• **Task prompt**
Word for word, set down every line of the entries below from the line with "if let Some(entry)" to the line with "self.invalidate(destination).await;", including both, and no other line.
——
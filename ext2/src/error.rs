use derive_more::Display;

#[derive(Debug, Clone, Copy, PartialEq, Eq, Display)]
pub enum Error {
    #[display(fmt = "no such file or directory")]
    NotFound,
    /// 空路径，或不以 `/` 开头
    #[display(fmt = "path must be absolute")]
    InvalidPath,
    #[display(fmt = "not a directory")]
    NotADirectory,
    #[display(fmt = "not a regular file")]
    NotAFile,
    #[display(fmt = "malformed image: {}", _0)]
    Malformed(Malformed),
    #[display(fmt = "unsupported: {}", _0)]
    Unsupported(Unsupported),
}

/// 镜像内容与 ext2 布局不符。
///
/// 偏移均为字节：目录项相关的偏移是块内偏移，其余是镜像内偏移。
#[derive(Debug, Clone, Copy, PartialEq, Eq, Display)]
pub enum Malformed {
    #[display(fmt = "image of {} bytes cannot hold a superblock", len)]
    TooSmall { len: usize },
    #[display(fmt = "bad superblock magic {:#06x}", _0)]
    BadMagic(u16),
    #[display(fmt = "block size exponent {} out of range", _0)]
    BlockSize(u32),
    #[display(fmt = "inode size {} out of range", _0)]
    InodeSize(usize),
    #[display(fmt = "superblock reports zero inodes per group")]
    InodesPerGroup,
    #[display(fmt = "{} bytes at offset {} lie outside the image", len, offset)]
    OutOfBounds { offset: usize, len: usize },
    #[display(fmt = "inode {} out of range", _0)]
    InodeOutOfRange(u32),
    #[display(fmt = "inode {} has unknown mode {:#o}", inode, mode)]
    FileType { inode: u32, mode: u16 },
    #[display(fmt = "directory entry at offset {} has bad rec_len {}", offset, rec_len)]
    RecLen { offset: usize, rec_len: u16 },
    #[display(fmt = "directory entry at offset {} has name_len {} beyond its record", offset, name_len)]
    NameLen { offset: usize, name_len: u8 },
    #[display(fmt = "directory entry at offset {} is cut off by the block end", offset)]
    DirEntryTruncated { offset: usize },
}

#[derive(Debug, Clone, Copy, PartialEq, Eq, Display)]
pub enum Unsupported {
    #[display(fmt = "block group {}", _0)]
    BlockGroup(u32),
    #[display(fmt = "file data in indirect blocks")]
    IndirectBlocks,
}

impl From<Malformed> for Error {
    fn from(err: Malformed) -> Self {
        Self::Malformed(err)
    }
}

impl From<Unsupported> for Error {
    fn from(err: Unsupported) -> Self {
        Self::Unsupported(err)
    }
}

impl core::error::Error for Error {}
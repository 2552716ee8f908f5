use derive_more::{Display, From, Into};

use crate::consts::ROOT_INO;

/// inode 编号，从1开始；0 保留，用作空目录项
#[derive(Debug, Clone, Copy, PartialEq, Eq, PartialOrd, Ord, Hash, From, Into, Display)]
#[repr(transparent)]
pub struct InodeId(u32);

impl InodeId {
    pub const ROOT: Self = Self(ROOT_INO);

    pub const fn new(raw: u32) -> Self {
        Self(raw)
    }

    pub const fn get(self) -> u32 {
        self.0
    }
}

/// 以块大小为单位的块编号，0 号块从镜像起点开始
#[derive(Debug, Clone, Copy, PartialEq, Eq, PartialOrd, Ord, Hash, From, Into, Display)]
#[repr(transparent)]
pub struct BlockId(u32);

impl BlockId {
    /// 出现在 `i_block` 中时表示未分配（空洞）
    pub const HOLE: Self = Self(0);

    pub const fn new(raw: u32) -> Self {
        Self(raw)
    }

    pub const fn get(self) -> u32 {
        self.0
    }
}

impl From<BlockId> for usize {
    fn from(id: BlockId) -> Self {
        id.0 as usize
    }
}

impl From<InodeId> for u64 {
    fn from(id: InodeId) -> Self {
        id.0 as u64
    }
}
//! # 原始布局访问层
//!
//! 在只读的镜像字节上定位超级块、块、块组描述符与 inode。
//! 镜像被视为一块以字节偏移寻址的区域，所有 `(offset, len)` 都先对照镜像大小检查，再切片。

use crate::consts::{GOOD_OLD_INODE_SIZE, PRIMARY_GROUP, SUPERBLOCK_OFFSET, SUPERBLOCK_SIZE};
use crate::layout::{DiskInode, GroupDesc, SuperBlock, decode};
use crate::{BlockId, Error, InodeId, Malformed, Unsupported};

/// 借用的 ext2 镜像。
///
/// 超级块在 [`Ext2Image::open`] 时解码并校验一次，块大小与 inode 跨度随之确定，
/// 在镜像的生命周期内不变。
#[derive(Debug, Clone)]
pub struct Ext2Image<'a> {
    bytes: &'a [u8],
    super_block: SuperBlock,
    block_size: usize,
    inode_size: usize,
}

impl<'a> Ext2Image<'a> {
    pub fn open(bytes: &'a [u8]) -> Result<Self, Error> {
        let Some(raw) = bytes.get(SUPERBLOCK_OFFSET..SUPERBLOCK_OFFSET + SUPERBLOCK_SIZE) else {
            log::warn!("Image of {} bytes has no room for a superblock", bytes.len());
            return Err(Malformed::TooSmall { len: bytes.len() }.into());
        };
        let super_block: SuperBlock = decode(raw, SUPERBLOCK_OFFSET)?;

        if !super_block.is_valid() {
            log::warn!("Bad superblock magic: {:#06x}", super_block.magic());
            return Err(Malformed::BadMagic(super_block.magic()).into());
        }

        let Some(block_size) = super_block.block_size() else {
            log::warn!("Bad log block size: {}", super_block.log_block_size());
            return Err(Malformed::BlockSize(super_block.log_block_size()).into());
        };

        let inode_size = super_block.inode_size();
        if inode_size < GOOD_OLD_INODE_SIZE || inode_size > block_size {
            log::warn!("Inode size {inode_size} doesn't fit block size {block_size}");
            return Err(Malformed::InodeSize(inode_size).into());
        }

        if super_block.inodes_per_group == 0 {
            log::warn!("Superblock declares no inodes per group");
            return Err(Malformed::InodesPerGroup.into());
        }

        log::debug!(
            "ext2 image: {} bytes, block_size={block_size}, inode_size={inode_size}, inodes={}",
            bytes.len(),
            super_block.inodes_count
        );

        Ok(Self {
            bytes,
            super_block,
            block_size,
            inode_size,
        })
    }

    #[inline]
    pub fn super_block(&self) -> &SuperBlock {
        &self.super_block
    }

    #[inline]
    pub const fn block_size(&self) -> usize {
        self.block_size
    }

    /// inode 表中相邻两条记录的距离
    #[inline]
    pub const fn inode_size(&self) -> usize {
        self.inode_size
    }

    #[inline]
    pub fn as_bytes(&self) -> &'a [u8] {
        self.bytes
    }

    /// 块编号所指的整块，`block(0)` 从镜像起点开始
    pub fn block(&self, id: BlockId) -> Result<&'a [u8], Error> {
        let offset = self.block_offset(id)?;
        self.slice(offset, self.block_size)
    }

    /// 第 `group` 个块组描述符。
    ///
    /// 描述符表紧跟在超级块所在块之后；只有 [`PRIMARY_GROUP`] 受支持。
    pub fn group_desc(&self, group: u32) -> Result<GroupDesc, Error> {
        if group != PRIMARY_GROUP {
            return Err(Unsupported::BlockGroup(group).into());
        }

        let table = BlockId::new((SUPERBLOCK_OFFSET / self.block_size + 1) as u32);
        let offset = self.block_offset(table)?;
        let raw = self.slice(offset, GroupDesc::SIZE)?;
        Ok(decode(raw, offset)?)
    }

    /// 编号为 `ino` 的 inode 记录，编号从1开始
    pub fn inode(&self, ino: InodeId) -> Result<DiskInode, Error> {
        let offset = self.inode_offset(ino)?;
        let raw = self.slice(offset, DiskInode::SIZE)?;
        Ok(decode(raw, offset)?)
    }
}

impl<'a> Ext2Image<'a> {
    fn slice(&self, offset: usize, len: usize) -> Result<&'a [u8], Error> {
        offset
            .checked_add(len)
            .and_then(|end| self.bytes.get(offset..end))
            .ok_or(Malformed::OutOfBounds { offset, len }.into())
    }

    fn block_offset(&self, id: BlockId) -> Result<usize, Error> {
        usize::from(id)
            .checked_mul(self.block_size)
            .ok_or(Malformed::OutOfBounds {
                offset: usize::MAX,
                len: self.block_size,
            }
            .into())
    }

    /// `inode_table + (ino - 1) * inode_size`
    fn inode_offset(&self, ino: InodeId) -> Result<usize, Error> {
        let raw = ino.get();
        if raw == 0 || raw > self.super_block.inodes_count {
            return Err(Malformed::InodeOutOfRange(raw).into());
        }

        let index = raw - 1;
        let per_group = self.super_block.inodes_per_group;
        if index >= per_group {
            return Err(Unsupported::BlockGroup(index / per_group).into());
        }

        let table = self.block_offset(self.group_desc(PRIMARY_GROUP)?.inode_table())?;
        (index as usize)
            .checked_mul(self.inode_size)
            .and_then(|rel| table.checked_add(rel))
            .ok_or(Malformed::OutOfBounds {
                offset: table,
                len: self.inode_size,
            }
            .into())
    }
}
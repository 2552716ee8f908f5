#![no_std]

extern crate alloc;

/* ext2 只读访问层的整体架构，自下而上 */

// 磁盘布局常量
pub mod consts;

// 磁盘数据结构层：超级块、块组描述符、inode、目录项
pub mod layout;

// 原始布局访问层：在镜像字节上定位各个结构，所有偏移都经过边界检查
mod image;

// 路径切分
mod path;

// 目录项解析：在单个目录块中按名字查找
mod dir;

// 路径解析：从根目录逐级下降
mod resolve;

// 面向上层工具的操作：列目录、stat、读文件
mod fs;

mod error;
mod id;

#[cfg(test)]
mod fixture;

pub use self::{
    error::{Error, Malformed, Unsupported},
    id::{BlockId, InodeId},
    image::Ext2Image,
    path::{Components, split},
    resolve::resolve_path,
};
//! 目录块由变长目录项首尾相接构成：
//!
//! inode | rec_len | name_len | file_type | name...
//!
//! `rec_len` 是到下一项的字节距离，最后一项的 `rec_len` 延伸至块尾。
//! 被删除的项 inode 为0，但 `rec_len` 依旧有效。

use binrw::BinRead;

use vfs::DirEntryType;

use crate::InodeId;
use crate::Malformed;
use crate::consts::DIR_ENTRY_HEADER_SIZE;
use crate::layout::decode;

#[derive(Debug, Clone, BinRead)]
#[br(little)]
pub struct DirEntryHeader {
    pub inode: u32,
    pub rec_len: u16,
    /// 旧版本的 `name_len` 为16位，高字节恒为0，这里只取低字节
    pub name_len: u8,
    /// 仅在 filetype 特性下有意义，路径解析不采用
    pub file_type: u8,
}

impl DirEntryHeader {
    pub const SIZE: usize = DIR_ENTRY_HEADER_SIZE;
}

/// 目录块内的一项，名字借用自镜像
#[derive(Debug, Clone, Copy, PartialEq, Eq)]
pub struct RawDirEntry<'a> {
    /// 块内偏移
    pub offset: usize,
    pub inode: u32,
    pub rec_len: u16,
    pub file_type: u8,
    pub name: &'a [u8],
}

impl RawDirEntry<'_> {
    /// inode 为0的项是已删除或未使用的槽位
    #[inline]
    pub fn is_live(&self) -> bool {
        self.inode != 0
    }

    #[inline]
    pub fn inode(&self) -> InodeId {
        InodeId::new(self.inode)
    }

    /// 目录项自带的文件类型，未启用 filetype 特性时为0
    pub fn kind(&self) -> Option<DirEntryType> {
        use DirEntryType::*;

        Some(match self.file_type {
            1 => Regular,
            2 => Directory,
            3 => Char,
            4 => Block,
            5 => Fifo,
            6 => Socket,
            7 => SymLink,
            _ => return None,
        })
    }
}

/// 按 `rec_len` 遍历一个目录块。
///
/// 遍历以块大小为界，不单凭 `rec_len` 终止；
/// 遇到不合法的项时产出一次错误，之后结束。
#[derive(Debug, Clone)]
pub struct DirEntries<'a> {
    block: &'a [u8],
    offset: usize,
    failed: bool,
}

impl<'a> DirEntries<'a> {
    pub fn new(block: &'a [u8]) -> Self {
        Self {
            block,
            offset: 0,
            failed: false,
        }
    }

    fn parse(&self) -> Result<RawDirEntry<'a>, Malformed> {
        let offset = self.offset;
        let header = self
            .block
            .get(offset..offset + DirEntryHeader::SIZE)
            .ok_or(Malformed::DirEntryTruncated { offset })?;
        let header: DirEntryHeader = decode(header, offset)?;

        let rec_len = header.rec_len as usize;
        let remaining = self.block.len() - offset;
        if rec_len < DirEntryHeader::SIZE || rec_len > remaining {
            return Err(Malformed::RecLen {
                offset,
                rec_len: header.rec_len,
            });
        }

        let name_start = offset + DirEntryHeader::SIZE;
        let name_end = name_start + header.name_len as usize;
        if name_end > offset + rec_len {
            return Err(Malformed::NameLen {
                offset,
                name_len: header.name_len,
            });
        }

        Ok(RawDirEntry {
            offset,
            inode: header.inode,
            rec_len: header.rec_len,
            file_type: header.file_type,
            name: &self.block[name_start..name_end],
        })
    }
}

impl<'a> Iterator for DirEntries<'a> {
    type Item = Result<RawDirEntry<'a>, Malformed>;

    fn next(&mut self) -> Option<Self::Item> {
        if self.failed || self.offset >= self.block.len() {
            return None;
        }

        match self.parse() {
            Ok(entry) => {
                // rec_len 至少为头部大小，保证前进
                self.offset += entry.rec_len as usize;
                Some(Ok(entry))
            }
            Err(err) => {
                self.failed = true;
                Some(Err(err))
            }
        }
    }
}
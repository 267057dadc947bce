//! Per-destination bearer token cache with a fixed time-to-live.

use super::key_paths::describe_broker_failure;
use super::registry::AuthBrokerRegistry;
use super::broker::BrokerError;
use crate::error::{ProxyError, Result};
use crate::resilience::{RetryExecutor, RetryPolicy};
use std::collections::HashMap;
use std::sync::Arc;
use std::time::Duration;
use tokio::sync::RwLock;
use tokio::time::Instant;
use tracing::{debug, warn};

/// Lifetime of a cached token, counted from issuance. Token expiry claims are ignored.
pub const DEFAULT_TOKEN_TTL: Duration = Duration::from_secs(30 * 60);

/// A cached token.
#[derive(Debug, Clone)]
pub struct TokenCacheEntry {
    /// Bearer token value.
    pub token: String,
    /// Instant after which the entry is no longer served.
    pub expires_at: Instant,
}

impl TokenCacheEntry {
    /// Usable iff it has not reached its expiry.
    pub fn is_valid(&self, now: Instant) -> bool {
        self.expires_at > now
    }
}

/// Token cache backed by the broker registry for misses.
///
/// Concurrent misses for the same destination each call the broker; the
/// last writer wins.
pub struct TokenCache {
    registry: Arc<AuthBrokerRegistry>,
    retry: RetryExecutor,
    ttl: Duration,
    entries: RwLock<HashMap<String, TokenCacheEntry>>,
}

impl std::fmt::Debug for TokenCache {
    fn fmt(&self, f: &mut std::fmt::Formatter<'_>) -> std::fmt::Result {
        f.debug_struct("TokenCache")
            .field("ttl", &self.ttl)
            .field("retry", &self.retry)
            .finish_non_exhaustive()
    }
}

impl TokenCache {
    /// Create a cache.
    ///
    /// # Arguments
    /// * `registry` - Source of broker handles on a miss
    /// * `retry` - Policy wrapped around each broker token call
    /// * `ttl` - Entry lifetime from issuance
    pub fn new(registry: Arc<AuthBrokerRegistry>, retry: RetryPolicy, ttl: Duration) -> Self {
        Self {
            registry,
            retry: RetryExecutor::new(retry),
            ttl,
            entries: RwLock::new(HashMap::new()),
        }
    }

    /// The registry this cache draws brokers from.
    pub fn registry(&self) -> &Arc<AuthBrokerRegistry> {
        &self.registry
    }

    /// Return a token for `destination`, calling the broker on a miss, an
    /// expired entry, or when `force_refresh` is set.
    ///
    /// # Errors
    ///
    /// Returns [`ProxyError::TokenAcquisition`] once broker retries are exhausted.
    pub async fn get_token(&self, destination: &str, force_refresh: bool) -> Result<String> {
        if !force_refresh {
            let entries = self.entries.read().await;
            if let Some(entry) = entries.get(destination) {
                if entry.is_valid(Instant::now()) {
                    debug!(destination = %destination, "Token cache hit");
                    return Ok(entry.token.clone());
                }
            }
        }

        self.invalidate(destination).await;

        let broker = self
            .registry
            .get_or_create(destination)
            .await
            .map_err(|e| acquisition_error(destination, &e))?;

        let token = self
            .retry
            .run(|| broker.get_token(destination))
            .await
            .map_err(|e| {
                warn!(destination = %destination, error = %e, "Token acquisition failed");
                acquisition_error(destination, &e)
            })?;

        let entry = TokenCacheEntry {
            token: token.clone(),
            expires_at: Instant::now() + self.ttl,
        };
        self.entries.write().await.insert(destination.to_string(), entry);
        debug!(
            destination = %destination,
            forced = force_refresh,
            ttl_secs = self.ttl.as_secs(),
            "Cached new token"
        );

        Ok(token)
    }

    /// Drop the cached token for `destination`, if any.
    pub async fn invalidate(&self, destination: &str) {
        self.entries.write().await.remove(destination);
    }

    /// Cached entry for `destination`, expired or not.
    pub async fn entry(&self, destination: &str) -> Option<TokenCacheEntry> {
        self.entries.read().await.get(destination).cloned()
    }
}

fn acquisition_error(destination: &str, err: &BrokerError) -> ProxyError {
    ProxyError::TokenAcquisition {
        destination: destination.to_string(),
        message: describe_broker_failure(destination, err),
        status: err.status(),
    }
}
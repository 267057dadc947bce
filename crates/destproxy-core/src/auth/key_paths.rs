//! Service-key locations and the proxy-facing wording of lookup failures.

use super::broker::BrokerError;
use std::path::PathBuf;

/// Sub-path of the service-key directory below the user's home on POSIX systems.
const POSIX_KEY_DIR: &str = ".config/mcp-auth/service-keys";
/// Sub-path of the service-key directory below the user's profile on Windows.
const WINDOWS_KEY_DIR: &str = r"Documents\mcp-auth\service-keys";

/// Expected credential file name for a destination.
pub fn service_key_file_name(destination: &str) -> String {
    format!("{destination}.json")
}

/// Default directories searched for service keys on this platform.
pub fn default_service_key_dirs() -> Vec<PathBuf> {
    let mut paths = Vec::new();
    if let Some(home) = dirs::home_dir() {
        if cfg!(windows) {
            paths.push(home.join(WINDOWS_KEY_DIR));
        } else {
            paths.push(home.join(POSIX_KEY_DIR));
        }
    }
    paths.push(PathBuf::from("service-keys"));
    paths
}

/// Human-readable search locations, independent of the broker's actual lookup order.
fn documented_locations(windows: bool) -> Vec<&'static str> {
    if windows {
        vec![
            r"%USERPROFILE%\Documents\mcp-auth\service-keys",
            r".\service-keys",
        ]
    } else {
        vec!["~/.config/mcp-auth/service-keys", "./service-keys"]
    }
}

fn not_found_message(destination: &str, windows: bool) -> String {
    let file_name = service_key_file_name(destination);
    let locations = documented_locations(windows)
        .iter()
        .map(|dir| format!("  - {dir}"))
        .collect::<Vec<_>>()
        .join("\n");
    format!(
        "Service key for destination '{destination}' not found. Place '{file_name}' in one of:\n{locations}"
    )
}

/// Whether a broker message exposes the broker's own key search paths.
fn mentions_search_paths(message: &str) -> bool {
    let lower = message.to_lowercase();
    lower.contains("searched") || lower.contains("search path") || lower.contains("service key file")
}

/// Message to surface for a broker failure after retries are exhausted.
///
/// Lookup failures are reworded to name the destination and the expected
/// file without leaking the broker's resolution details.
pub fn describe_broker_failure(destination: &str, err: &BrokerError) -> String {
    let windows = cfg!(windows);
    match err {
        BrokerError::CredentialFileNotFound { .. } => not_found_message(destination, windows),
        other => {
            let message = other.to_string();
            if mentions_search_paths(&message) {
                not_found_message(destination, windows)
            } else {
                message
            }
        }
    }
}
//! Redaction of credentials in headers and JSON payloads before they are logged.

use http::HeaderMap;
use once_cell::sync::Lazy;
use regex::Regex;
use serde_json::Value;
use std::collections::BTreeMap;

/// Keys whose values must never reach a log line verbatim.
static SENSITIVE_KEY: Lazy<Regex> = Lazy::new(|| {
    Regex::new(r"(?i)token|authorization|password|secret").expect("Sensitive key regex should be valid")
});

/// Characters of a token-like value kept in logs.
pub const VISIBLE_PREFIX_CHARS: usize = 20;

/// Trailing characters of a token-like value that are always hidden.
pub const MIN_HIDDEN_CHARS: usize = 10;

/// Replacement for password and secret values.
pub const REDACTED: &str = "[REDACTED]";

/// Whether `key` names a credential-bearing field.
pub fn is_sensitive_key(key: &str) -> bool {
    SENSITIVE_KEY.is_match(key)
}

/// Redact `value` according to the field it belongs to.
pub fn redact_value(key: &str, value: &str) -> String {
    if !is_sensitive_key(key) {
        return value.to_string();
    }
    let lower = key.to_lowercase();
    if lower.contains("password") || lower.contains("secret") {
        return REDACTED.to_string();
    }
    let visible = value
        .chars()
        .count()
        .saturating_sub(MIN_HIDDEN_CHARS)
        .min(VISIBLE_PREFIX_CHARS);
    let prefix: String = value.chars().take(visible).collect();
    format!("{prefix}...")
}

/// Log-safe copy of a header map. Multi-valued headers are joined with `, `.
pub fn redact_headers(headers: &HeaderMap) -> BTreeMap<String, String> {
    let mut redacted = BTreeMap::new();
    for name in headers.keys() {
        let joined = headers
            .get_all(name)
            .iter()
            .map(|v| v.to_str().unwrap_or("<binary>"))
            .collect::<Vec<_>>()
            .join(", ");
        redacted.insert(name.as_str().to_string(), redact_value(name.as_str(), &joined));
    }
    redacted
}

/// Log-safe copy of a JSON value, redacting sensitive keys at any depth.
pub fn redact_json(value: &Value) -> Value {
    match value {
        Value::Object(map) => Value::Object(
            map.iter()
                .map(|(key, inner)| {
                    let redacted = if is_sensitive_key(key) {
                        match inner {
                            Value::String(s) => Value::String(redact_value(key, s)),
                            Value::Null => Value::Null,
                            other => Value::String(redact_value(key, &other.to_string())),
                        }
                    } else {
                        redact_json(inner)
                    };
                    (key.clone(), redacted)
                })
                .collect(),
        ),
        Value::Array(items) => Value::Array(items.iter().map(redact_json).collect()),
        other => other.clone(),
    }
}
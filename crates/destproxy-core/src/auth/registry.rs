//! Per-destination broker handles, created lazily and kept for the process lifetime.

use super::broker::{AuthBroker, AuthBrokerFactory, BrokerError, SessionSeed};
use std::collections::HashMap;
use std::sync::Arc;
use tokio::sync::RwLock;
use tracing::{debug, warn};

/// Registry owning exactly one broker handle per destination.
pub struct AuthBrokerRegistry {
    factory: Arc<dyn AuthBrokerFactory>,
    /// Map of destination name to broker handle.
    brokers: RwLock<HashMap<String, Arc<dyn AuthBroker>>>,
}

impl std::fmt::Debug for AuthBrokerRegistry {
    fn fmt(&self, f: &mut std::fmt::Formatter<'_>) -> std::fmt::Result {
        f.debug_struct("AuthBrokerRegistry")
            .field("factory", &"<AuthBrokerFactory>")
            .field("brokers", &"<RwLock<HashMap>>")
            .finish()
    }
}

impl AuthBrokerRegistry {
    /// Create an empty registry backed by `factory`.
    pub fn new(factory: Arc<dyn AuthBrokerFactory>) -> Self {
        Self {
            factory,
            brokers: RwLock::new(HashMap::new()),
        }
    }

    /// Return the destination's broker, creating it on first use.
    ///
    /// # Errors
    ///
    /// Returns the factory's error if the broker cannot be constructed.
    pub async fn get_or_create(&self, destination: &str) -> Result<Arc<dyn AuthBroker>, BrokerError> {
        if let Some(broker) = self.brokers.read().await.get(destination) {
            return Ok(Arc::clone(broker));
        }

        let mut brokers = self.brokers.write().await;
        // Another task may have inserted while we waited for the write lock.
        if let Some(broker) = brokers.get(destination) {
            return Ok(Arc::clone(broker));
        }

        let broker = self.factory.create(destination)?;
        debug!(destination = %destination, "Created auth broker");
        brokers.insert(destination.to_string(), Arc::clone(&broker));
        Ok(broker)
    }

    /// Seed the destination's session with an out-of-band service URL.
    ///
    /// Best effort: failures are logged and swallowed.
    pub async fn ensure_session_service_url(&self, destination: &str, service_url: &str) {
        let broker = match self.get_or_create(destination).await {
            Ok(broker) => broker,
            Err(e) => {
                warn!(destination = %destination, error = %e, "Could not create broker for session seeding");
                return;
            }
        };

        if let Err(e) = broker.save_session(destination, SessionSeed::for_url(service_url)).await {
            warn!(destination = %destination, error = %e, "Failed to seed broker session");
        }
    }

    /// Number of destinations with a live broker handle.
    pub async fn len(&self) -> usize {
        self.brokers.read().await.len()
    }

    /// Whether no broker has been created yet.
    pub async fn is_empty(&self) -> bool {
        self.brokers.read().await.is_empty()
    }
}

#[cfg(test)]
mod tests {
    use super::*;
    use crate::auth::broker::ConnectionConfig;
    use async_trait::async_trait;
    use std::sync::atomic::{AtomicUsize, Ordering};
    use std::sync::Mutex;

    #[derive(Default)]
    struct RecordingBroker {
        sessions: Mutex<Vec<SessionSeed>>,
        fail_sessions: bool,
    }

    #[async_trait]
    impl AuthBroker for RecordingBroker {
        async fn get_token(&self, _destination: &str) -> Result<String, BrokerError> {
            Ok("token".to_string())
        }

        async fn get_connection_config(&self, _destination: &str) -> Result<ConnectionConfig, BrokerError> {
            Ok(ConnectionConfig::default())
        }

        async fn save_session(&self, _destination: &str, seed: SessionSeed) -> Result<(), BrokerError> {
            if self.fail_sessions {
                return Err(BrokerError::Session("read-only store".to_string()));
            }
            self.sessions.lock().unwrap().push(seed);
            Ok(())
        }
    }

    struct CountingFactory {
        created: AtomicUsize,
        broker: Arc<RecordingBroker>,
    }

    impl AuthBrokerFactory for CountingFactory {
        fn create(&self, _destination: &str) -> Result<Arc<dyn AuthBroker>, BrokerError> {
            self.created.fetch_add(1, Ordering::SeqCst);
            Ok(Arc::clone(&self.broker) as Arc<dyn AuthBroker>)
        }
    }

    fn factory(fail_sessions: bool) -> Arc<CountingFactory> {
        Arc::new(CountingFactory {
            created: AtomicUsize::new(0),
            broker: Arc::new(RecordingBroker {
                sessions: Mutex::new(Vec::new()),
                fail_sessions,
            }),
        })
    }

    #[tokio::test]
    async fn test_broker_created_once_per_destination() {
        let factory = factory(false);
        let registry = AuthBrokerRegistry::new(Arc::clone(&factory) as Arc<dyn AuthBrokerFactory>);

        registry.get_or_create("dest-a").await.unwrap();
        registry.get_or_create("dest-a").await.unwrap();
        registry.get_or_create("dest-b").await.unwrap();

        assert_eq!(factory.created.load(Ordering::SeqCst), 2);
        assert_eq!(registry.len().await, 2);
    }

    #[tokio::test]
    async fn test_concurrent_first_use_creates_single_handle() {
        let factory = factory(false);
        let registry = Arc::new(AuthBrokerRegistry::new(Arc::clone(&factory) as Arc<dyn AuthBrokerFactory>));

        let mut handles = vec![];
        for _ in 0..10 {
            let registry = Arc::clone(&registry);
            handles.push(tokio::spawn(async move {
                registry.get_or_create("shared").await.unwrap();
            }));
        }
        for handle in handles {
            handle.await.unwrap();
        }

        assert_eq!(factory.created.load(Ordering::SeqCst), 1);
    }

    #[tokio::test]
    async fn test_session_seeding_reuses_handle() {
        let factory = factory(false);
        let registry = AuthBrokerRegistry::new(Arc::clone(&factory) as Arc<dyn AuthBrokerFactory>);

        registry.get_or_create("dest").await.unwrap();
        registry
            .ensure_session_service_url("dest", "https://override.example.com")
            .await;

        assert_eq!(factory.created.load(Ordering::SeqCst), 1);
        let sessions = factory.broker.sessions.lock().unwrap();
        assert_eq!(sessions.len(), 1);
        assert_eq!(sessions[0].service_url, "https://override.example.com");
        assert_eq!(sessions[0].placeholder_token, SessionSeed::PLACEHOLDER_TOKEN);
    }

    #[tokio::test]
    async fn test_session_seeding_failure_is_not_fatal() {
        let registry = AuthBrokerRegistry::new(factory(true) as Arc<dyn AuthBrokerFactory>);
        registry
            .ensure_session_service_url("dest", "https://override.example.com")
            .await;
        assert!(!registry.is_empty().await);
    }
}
——
• **Response**
            if let Some(entry) = entries.get(destination) {
                if entry.is_valid(Instant::now()) {
                    debug!(destination = %destination, "Token cache hit");
                    return Ok(entry.token.clone());
                }
            }
        }

        self.invalidate(destination).await;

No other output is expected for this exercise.